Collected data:
========================

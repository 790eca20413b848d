use std::{collections::BTreeMap, fmt::Debug, marker::PhantomData};

use async_trait::async_trait;
use k8s_openapi::NamespaceResourceScope;
use kube::{
	api::{DeleteParams, ListParams, Patch, PatchParams},
	Api, Client, Resource,
};
use serde::{de::DeserializeOwned, Serialize};

use super::{label_selector, ObjectStore};
use crate::{ResourceRef, Result};

/// Store backed by apiserver, writes are server-side applies
pub struct KubeStore<K> {
	client: Client,
	field_manager: String,
	_object: PhantomData<fn() -> K>,
}

impl<K> KubeStore<K> {
	pub fn new(client: Client, field_manager: impl Into<String>) -> Self {
		Self {
			client,
			field_manager: field_manager.into(),
			_object: PhantomData,
		}
	}
}

impl<K> KubeStore<K>
where
	K: Resource<Scope = NamespaceResourceScope>,
	K::DynamicType: Default,
{
	fn api(&self, namespace: &str) -> Api<K> {
		Api::namespaced(self.client.clone(), namespace)
	}
}

#[async_trait]
impl<K> ObjectStore<K> for KubeStore<K>
where
	K: Resource<Scope = NamespaceResourceScope>
		+ Clone
		+ Serialize
		+ DeserializeOwned
		+ Debug
		+ Send
		+ Sync
		+ 'static,
	K::DynamicType: Default,
{
	async fn get(&self, at: &ResourceRef) -> Result<Option<K>> {
		Ok(self.api(&at.namespace).get_opt(&at.name).await?)
	}

	async fn list(&self, namespace: &str, labels: &BTreeMap<String, String>) -> Result<Vec<K>> {
		let params = ListParams::default().labels(&label_selector(labels));
		Ok(self.api(namespace).list(&params).await?.items)
	}

	async fn apply(&self, obj: &K) -> Result<K> {
		let at = ResourceRef::of(obj)?;
		log::trace!("applying {} as {}", at, self.field_manager);
		let params = PatchParams::apply(&self.field_manager).force();
		Ok(self
			.api(&at.namespace)
			.patch(&at.name, &params, &Patch::Apply(obj))
			.await?)
	}

	async fn delete(&self, at: &ResourceRef) -> Result<()> {
		match self
			.api(&at.namespace)
			.delete(&at.name, &DeleteParams::default())
			.await
		{
			Ok(_) => Ok(()),
			Err(kube::Error::Api(apierror)) if apierror.code == 404 => Ok(()),
			Err(e) => Err(e.into()),
		}
	}
}
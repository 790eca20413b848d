use serde_json::Value;
use std::fmt::{self, Display};

#[derive(Debug, PartialEq, Clone)]
pub enum Element {
    Field(String),
    StaticField(&'static str),
    Select(String, Value),
    Index(usize),
    /// Every item of an array, only meaningful for reading
    Each,
}

fn write_field(f: &mut fmt::Formatter<'_>, n: &str) -> fmt::Result {
    if n.contains(|c| c == '"' || c == '.' || c == '[') {
        write!(f, ".\"{}\"", n.replace('"', "\\\""))
    } else {
        write!(f, ".{}", n)
    }
}

impl Display for Element {
    fn fmt(&self, f: &mut fmt::Formatter<'_>) -> fmt::Result {
        match self {
            Self::StaticField(field) => write_field(f, field),
            Self::Field(field) => write_field(f, field),
            Self::Select(key, value) => write!(f, "[{}={}]", key, value),
            Self::Index(idx) => write!(f, "[{}]", idx),
            Self::Each => write!(f, "[*]"),
        }
    }
}
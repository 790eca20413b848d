use thiserror::Error;

use crate::PathBuf;

#[derive(Error, Debug)]
pub enum Error {
    #[error("field not found")]
    FieldNotFound,
    #[error("field target is not an object")]
    NotAnObject,
    #[error("select target is not an array")]
    SelectTargetIsNotArray,
    #[error("select matched multiple items")]
    SelectMatchedMultipleItems,
    #[error("select matched no items")]
    SelectMatchedNoItems,
    #[error("index out of bounds")]
    OutOfBounds,
    #[error("wildcard can only be used for collecting values")]
    UnexpectedWildcard,
    #[error("empty path")]
    EmptyPath,
    #[error("at {0}: {1}")]
    AtPath(PathBuf, Box<Error>),
}
pub type Result<T> = std::result::Result<T, Error>;
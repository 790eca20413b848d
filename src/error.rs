use std::time::Duration;

use thiserror::Error;

use crate::reference::ResourceRef;

#[derive(Error, Debug)]
pub enum Error {
	/// Source object can't be translated, retrying won't help
	#[error("invalid object {0}: {1}")]
	InvalidObject(String, String),
	#[error("physical object {0} is not managed by this syncer")]
	NotOwned(ResourceRef),
	#[error("error syncing {target} to physical cluster: {source}")]
	Sync {
		target: ResourceRef,
		retry_after: Duration,
		#[source]
		source: Box<Error>,
	},
	#[error("store unavailable: {0}")]
	Unavailable(String),
	#[error("invalid configuration: {0}")]
	Config(String),
	#[error("kube error: {0}")]
	Kube(#[from] kube::Error),
	#[error("json error: {0}")]
	Json(#[from] serde_json::Error),
	#[error("path error: {0}")]
	Path(#[from] fieldpath::Error),
}
pub type Result<T> = std::result::Result<T, Error>;

impl Error {
	/// Fixed backoff requested by the failing operation
	pub fn retry_after(&self) -> Option<Duration> {
		match self {
			Self::Sync { retry_after, .. } => Some(*retry_after),
			_ => None,
		}
	}

	pub fn is_retryable(&self) -> bool {
		match self {
			Self::InvalidObject(..) | Self::Config(_) | Self::Path(_) => false,
			Self::Sync { source, .. } => source.is_retryable(),
			Self::NotOwned(_) | Self::Unavailable(_) | Self::Kube(_) | Self::Json(_) => true,
		}
	}

	/// Target slot is held by object we don't own.
	///
	/// It may be freed later (e.g. another virtual object with the same
	/// physical name gets pruned), but not soon.
	pub fn is_conflict(&self) -> bool {
		match self {
			Self::NotOwned(_) => true,
			Self::Sync { source, .. } => source.is_conflict(),
			_ => false,
		}
	}
}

========================

**WHAT TO DO:** Each line of the data in which the string "PhantomData" appears needs to be copied.

**EXPECTED OUTPUT:**
use std::{collections::BTreeMap, fmt::Debug, marker::PhantomData};
	_object: PhantomData<fn() -> K>,
			_object: PhantomData,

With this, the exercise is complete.